Das menschliche Fell

Es fängt immer schon in den letzten Tagen des Sommers an,
lange bevor der Herbst beginnt. Die kurzen, schwarzen Stoppeln
erscheinen auf meiner sonst nackten Haut und bilden in
kurzer Zeit ein dichtes Fell, das mich umhüllt. Am Anfang
juckt es ganz furchtbar, aber wenn die Haare dann länger werden,
fühlt es sich weich und kuschlig an. Wenn das dichter gewordene
Fell meinen ganzen Körper bedeckt, benötige ich keine Kleidung
mehr und der sonst wöchentlich stattfindende Waschtag fällt aus.
Das Fell, das mich den Winter über vor der Kälte schützt, fällt
erst im Frühjahr wieder ab, wenn der letzte Schnee geschmolzen
und die Zeit der Nachtfröste vorüber ist.
Jedesmal aufs Neue im Herbst, wenn das Fell zu wachsen beginnt,
schäme ich mich und würde mich am liebsten verstecken. Aber da
ich weiß, dass es den anderen auch so geht, habe ich mich inzwischen
daran gewöhnt und genieße es sogar, in der schlimmsten Kälte völlig
unbekleidet herumzulaufen.
Die Menschen sind in dieser Zeit vollkommen verändert.

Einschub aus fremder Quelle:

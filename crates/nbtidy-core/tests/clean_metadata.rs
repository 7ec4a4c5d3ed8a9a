use nbtidy_core::model::{Cell, Document};
use nbtidy_core::{clean_cell, clean_document, CleanOptions};
use serde_json::json;

fn executed_cell() -> Cell {
    serde_json::from_value(json!({
        "cell_type": "code",
        "execution_count": 3,
        "id": "abc123",
        "metadata": {
            "execution": {"iopub.execute_input": "2024-01-01T00:00:00"},
            "papermill": {"duration": 0.5, "status": "completed"},
            "widgets": {},
            "tags": [],
            "scrolled": true
        },
        "outputs": [],
        "source": "x = 1"
    }))
    .expect("cell parses")
}

fn executed_document() -> Document {
    let mut doc = Document::new(vec![executed_cell(), Cell::markdown("# done").with_tags(&[])]);
    doc.metadata.insert("papermill".to_string(), json!({"parameters": {}}));
    doc.metadata.insert("kernelspec".to_string(), json!({"name": "python3"}));
    doc
}

#[test]
fn strict_clean_drops_bookkeeping_ids_and_empty_tags() {
    let mut cell = executed_cell();
    clean_cell(&mut cell, &CleanOptions::strict());
    assert_eq!(cell.id, None);
    let metadata = cell.metadata.expect("metadata kept");
    assert_eq!(metadata.len(), 1);
    assert_eq!(metadata.get("scrolled"), Some(&json!(true)));
}

#[test]
fn keep_ids_and_force_tags() {
    let mut cell = Cell::code("x").with_id("keep-me");
    let opts = CleanOptions {
        keep_ids: true,
        keep_tags: Some(true),
    };
    clean_cell(&mut cell, &opts);
    assert_eq!(cell.id.as_deref(), Some("keep-me"));
    assert_eq!(cell.tags_value(), Some(&json!([])));
}

#[test]
fn unset_tag_mode_leaves_tags_alone() {
    let mut cell = executed_cell();
    let opts = CleanOptions {
        keep_ids: false,
        keep_tags: None,
    };
    clean_cell(&mut cell, &opts);
    assert!(cell.has_empty_tags());
}

#[test]
fn non_empty_tags_survive_strict_clean() {
    let mut cell = Cell::code("x").with_tags(&["parameters"]);
    clean_cell(&mut cell, &CleanOptions::strict());
    assert_eq!(cell.tags(), vec!["parameters"]);
}

#[test]
fn absent_metadata_stays_absent() {
    let mut cell = Cell::code("x");
    cell.metadata = None;
    clean_cell(
        &mut cell,
        &CleanOptions {
            keep_ids: false,
            keep_tags: Some(true),
        },
    );
    assert_eq!(cell.metadata, None);
}

#[test]
fn document_clean_removes_engine_metadata() {
    let mut doc = executed_document();
    clean_document(&mut doc, &CleanOptions::strict());
    assert!(!doc.metadata.contains_key("papermill"));
    assert!(doc.metadata.contains_key("kernelspec"));
    assert!(doc.cells.iter().all(|cell| !cell.has_tags_key()));
}

#[test]
fn cleaning_is_idempotent() {
    for opts in [
        CleanOptions::strict(),
        CleanOptions::default(),
        CleanOptions {
            keep_ids: true,
            keep_tags: Some(true),
        },
    ] {
        let mut doc = executed_document();
        clean_document(&mut doc, &opts);
        let once = doc.clone();
        clean_document(&mut doc, &opts);
        assert_eq!(doc, once, "options {opts:?}");
    }
}
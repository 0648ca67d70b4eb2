use anyhow::Result;
use config::{Config, Environment, File};
use serde::{Deserialize, Serialize};
use std::collections::HashMap;

#[derive(Debug, Deserialize, Serialize, Clone)]
pub struct Settings {
    pub proxy: ProxyConfig,
    pub access_control: AccessControlConfig,
    pub security: SecurityConfig,
}

#[derive(Debug, Deserialize, Serialize, Clone)]
pub struct ProxyConfig {
    pub host: String,
    pub port: u16,
    pub backend_url: String,
    pub timeout_seconds: u64,
}

#[derive(Debug, Deserialize, Serialize, Clone)]
pub struct AccessControlConfig {
    pub allowed_use_cases: Vec<String>,
    #[serde(default)]
    pub use_case_descriptions: HashMap<String, String>,
}

#[derive(Debug, Deserialize, Serialize, Clone)]
pub struct SecurityConfig {
    pub require_use_case_header: bool,
    pub case_sensitive_matching: bool,
    pub log_rejected_requests: bool,
}

impl Settings {
    pub fn load() -> Result<Self> {
        dotenvy::dotenv().ok();

        Self::load_from("config/gateway")
    }

    /// Load from an explicit config file base name (no extension).
    /// Reload re-reads the same file the process started with.
    pub fn load_from(path: &str) -> Result<Self> {
        let config = Config::builder()
            .add_source(File::with_name(path).required(true))
            .add_source(
                Environment::with_prefix("APP")
                    .separator("__")
                    .try_parsing(true),
            )
            .build()?;

        let settings: Settings = config.try_deserialize()?;
        Ok(settings)
    }
}
use axum::{
    http::StatusCode,
    response::{IntoResponse, Response},
    Json,
};
use serde::Serialize;
use thiserror::Error;

#[derive(Error, Debug)]
pub enum ApiError {
    #[error("Conversation not found: {0}")]
    ConversationNotFound(String),

    #[error("Bad request: {0}")]
    BadRequest(String),

    #[error("LLM error: {0}")]
    LlmError(String),

    #[error("Internal error: {0}")]
    InternalError(String),
}

#[derive(Serialize)]
struct ErrorResponse {
    error: String,
    message: String,
}

impl IntoResponse for ApiError {
    fn into_response(self) -> Response {
        let (status, error_type, message) = match self {
            ApiError::ConversationNotFound(id) => {
                tracing::warn!("Conversation not found: {}", id);
                (
                    StatusCode::NOT_FOUND,
                    "ConversationNotFound",
                    format!("Conversation not found: {}", id),
                )
            }
            ApiError::BadRequest(msg) => {
                tracing::warn!("Bad request: {}", msg);
                (StatusCode::BAD_REQUEST, "BadRequest", msg)
            }
            ApiError::LlmError(msg) => {
                tracing::error!("LLM error: {}", msg);
                (StatusCode::SERVICE_UNAVAILABLE, "LlmError", msg)
            }
            ApiError::InternalError(msg) => {
                tracing::error!("Internal error: {}", msg);
                (StatusCode::INTERNAL_SERVER_ERROR, "InternalError", msg)
            }
        };

        let body = Json(ErrorResponse {
            error: error_type.to_string(),
            message,
        });

        (status, body).into_response()
    }
}
use std::sync::Arc;

use crate::services::conversation::{ConversationManager, LlmProvider};

/// Application state shared across handlers.
#[derive(Clone)]
pub struct AppState {
    pub manager: Arc<ConversationManager>,
    pub llm: Arc<dyn LlmProvider>,
}
use axum::{extract::State, Json};
use serde_json::{json, Value};
use tracing::{error, info};

use crate::config::Settings;
use crate::security::PolicySnapshot;
use crate::state::AppState;
use crate::utils::error::ApiError;

/// Service banner, also doubles as a liveness probe.
pub async fn root(State(state): State<AppState>) -> Json<Value> {
    let snapshot = state.policy.current().await;
    Json(json!({
        "service": "Use-Case-ID Proxy",
        "status": "running",
        "allowed_use_cases": snapshot.allowed_ids(),
        "backend_url": state.forwarder.backend_url(),
    }))
}

pub async fn health(State(state): State<AppState>) -> Json<Value> {
    let snapshot = state.policy.current().await;
    Json(json!({
        "status": "healthy",
        "allowed_use_cases": snapshot.allowed_ids(),
    }))
}

/// Current configuration, for operational visibility.
pub async fn get_config(State(state): State<AppState>) -> Json<Value> {
    let snapshot = state.policy.current().await;

    let descriptions: serde_json::Map<String, Value> = snapshot
        .use_cases
        .iter()
        .map(|uc| (uc.id.clone(), Value::String(uc.description.clone())))
        .collect();

    Json(json!({
        "allowed_use_cases": snapshot.allowed_ids(),
        "use_case_descriptions": descriptions,
        "security_config": {
            "require_use_case_header": snapshot.require_header,
            "case_sensitive_matching": snapshot.case_sensitive,
            "log_rejected_requests": snapshot.log_rejected,
        },
        "backend_url": state.forwarder.backend_url(),
    }))
}

/// Re-read the settings file and swap in a fresh policy snapshot.
pub async fn reload_config(State(state): State<AppState>) -> Result<Json<Value>, ApiError> {
    let settings = Settings::load_from(&state.config_name).map_err(|e| {
        error!("Error reloading config: {}", e);
        ApiError::InternalError(format!("Error reloading config: {}", e))
    })?;

    let snapshot = PolicySnapshot::from_settings(&settings);
    state.policy.replace(snapshot).await;

    let current = state.policy.current().await;
    info!("Configuration reloaded");

    Ok(Json(json!({
        "status": "success",
        "message": "Configuration reloaded",
        "allowed_use_cases": current.allowed_ids(),
    })))
}
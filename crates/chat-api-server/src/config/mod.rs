pub mod settings;

pub use settings::{LlmConfig, ServerConfig, Settings};
use serde::{Deserialize, Serialize};

use crate::models::chat::Conversation;

/// How many stored messages are replayed to the LLM on a continuation.
/// Truncation applies only to what is sent, never to what is stored.
pub const CONTEXT_WINDOW_MESSAGES: usize = 10;

/// Per-request generation knobs, taken from the request body with config
/// defaults applied by the LLM service.
#[derive(Debug, Clone, Default, PartialEq)]
pub struct GenerationOptions {
    pub temperature: Option<f32>,
    pub max_tokens: Option<usize>,
}

/// A completed generation from the LLM backend.
#[derive(Debug, Clone, PartialEq)]
pub struct Generation {
    pub content: String,
    /// Wall-clock seconds spent waiting on the backend.
    pub processing_time: f64,
    pub token_count: usize,
}

/// Model listing entry from the backend's introspection surface.
#[derive(Debug, Clone, Serialize, Deserialize)]
pub struct ModelInfo {
    pub id: String,
}

/// Tagged result of one inference attempt.
///
/// Backend failures become `Degraded` rather than an error: a chat turn
/// never hard-fails on backend unavailability.
#[derive(Debug, Clone)]
pub enum InferenceOutcome {
    Ok(Generation),
    Degraded { reason: String },
}

/// Result of one start/continue turn, consumed by the HTTP layer.
#[derive(Debug, Clone)]
pub struct TurnOutcome {
    pub conversation: Conversation,
    pub response: String,
    pub success: bool,
    pub processing_time: f64,
    pub token_count: usize,
}
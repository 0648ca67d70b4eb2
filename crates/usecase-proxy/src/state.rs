use crate::proxy::Forwarder;
use crate::security::PolicyStore;

/// Application state shared across handlers.
#[derive(Clone)]
pub struct AppState {
    pub policy: PolicyStore,
    pub forwarder: Forwarder,
    /// Config file base name the process started with; reload re-reads it.
    pub config_name: String,
}
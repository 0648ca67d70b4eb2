pub mod authorize;
pub mod policy;

pub use authorize::{authorize, AuthorizedUseCase};
pub use policy::{PolicySnapshot, PolicyStore, UseCase};
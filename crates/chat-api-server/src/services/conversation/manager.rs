use anyhow::Result;
use std::sync::Arc;
use tracing::{info, warn};
use uuid::Uuid;

use crate::models::chat::{ChatMessage, Conversation, Role};
use crate::utils::error::ApiError;

use super::store::ConversationStore;
use super::types::{
    Generation, GenerationOptions, InferenceOutcome, ModelInfo, TurnOutcome,
    CONTEXT_WINDOW_MESSAGES,
};

/// Trait for the LLM backend.
#[cfg_attr(test, mockall::automock)]
#[async_trait::async_trait]
pub trait LlmProvider: Send + Sync {
    async fn generate(
        &self,
        model: &str,
        messages: &[ChatMessage],
        options: &GenerationOptions,
    ) -> Result<Generation>;

    async fn list_models(&self) -> Result<Vec<ModelInfo>>;

    async fn health(&self) -> Result<()>;
}

/// Owns conversation lifecycle and bounds the context replayed to the LLM.
pub struct ConversationManager {
    store: ConversationStore,
    llm: Arc<dyn LlmProvider>,
    default_model: String,
}

impl ConversationManager {
    pub fn new(llm: Arc<dyn LlmProvider>, default_model: String) -> Self {
        Self {
            store: ConversationStore::new(),
            llm,
            default_model,
        }
    }

    /// Create a conversation and run its first turn.
    ///
    /// The conversation is created and stored even when inference fails;
    /// the failure is absorbed into a degraded assistant message.
    pub async fn start_conversation(
        &self,
        message: String,
        model: Option<String>,
        options: GenerationOptions,
        use_case_id: Option<String>,
    ) -> TurnOutcome {
        let model = model.unwrap_or_else(|| self.default_model.clone());
        let use_case_id = use_case_id.unwrap_or_else(|| "unknown".to_string());

        let mut conversation = Conversation::new(model.clone(), use_case_id);
        let user_message = ChatMessage::new(Role::User, message);

        let outcome = self
            .run_inference(&model, std::slice::from_ref(&user_message), &options)
            .await;

        let turn = self.finish_turn(&mut conversation, user_message, outcome);
        self.store.insert(conversation.clone());

        info!(
            "New conversation started: {} for use-case: {}",
            conversation.id, conversation.use_case_id
        );

        TurnOutcome {
            conversation,
            ..turn
        }
    }

    /// Append one turn to an existing conversation.
    ///
    /// Turns against the same id are serialized through a per-id lock;
    /// distinct ids proceed fully concurrently. Only the last
    /// `CONTEXT_WINDOW_MESSAGES` stored messages are replayed to the LLM.
    pub async fn continue_conversation(
        &self,
        id: Uuid,
        message: String,
        model: Option<String>,
        options: GenerationOptions,
    ) -> Result<TurnOutcome, ApiError> {
        if !self.store.contains(id) {
            return Err(ApiError::ConversationNotFound(id.to_string()));
        }

        let lock = self.store.turn_lock(id);
        let _guard = lock.lock().await;

        // Re-check under the lock: a concurrent delete may have won.
        let mut conversation = self
            .store
            .get(id)
            .ok_or_else(|| ApiError::ConversationNotFound(id.to_string()))?;

        let model = model.unwrap_or_else(|| conversation.model_used.clone());
        let user_message = ChatMessage::new(Role::User, message);

        let mut context: Vec<ChatMessage> =
            conversation.context_window(CONTEXT_WINDOW_MESSAGES).to_vec();
        context.push(user_message.clone());

        let outcome = self.run_inference(&model, &context, &options).await;

        let turn = self.finish_turn(&mut conversation, user_message, outcome);
        self.store.insert(conversation.clone());

        Ok(TurnOutcome {
            conversation,
            ..turn
        })
    }

    pub fn get_conversation(&self, id: Uuid) -> Result<Conversation, ApiError> {
        self.store
            .get(id)
            .ok_or_else(|| ApiError::ConversationNotFound(id.to_string()))
    }

    /// Deletion is immediate and irreversible. Takes the per-id lock so it
    /// cannot interleave with an in-flight continuation of the same id.
    pub async fn delete_conversation(&self, id: Uuid) -> Result<(), ApiError> {
        if !self.store.contains(id) {
            return Err(ApiError::ConversationNotFound(id.to_string()));
        }

        let lock = self.store.turn_lock(id);
        let _guard = lock.lock().await;

        self.store
            .remove(id)
            .map(|_| info!("Conversation deleted: {}", id))
            .ok_or_else(|| ApiError::ConversationNotFound(id.to_string()))
    }

    pub fn active_count(&self) -> usize {
        self.store.len()
    }

    async fn run_inference(
        &self,
        model: &str,
        context: &[ChatMessage],
        options: &GenerationOptions,
    ) -> InferenceOutcome {
        match self.llm.generate(model, context, options).await {
            Ok(generation) => InferenceOutcome::Ok(generation),
            Err(e) => {
                warn!("Inference failed, degrading turn: {}", e);
                InferenceOutcome::Degraded {
                    reason: e.to_string(),
                }
            }
        }
    }

    /// Append the user/assistant pair for one turn and build its outcome.
    fn finish_turn(
        &self,
        conversation: &mut Conversation,
        user_message: ChatMessage,
        outcome: InferenceOutcome,
    ) -> TurnOutcome {
        let (response, success, processing_time, token_count) = match outcome {
            InferenceOutcome::Ok(Generation {
                content,
                processing_time,
                token_count,
            }) => (content, true, processing_time, token_count),
            InferenceOutcome::Degraded { reason } => (
                format!(
                    "I'm sorry, I couldn't generate a response right now ({}). \
                     Please try again in a moment.",
                    reason
                ),
                false,
                0.0,
                0,
            ),
        };

        conversation.append(user_message);
        conversation.append(ChatMessage::new(Role::Assistant, response.clone()));

        TurnOutcome {
            conversation: conversation.clone(),
            response,
            success,
            processing_time,
            token_count,
        }
    }
}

Sie verhalten sich plötzlich so unbeschwert und unkontrolliert wie
die Tiere, grunzen und schmatzen, reiben ihre Rücken an den Bäumen
und lachen sehr viel. Es kommt oft zu spontanen Umarmungen und dabei
auch zu lustvollen Kopulationen. Dadurch gibt es im Folgejahr immer ein
Anwachsen der Population.
Der ganze Ballast der Zivilisation ist in der felligen Zeit von uns
abgefallen und erst, wenn im Frühling das Fell von uns abfällt und
Kleidung wieder unsere nackte Haut bedeckt, kehren die zivilisatorischen
Zwänge wieder in unser Verhalten zurück. Wir lächeln, obwohl wir grunzen
möchten. Wir legen die Hände ineinander, anstatt unseren Rücken am Baum
zu reiben. Anstatt zu kopulieren, studieren wir. Aber wir gehen auch ins
Theater und besuchen Konzerte. Das machen wir nicht, wenn wir von Fell
umhüllt sind, obwohl wir es eigentlich auch dann tun könnten.
Wir freuen und schon auf den nächsten Herbst.